Stored data entries

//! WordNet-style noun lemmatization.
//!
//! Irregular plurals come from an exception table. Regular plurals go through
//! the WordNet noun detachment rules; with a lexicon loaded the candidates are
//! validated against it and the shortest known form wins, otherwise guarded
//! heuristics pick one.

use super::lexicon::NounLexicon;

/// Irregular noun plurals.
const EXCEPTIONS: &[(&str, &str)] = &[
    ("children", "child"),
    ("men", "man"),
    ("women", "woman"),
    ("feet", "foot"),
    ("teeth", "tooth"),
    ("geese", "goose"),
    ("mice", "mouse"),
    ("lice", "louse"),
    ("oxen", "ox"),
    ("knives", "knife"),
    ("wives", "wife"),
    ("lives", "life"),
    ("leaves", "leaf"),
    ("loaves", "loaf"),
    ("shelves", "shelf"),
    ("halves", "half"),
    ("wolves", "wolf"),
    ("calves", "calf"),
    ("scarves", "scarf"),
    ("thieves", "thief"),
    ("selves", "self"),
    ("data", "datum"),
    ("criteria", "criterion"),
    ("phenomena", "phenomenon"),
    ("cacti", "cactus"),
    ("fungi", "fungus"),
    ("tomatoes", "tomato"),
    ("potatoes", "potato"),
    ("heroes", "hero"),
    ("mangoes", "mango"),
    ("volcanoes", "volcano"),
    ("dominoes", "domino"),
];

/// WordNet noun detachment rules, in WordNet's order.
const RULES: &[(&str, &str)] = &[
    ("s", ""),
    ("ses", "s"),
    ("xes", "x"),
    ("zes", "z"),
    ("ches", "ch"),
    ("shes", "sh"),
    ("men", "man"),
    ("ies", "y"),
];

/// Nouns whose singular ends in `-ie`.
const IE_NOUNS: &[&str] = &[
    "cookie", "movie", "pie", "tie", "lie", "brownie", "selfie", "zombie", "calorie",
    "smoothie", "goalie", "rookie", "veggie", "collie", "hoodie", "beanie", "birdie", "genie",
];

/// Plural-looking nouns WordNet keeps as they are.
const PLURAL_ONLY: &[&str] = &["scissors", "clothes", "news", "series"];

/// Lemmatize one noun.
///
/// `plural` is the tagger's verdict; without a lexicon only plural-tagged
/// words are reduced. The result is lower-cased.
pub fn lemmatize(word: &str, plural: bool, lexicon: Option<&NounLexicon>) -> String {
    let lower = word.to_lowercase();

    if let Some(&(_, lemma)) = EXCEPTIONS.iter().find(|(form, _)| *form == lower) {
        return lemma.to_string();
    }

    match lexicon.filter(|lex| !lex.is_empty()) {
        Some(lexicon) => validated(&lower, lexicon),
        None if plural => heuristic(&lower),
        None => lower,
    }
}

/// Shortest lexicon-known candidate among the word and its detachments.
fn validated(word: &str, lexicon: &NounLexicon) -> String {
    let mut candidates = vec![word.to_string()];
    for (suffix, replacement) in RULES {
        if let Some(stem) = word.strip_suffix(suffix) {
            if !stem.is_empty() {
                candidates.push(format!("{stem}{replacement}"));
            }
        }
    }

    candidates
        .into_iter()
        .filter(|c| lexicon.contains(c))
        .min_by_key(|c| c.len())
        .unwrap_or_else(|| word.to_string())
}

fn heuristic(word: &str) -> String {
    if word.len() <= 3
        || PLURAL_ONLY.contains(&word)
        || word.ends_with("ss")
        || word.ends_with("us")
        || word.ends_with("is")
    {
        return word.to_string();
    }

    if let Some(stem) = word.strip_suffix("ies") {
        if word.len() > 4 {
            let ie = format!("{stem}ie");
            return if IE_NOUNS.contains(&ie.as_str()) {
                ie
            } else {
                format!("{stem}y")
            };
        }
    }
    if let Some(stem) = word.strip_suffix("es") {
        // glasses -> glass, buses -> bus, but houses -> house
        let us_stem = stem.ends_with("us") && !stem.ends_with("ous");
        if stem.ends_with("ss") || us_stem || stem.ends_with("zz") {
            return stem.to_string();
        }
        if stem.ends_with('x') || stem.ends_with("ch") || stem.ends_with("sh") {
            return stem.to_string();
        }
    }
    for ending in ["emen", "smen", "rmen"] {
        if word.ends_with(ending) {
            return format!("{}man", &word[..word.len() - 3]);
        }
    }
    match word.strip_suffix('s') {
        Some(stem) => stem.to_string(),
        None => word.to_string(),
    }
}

WORK ITEM
Gather up every line in the data above that contains the word "match", copying each one.

ANSWER TO THE EXERCISE
    match lexicon.filter(|lex| !lex.is_empty()) {
    match word.strip_suffix('s') {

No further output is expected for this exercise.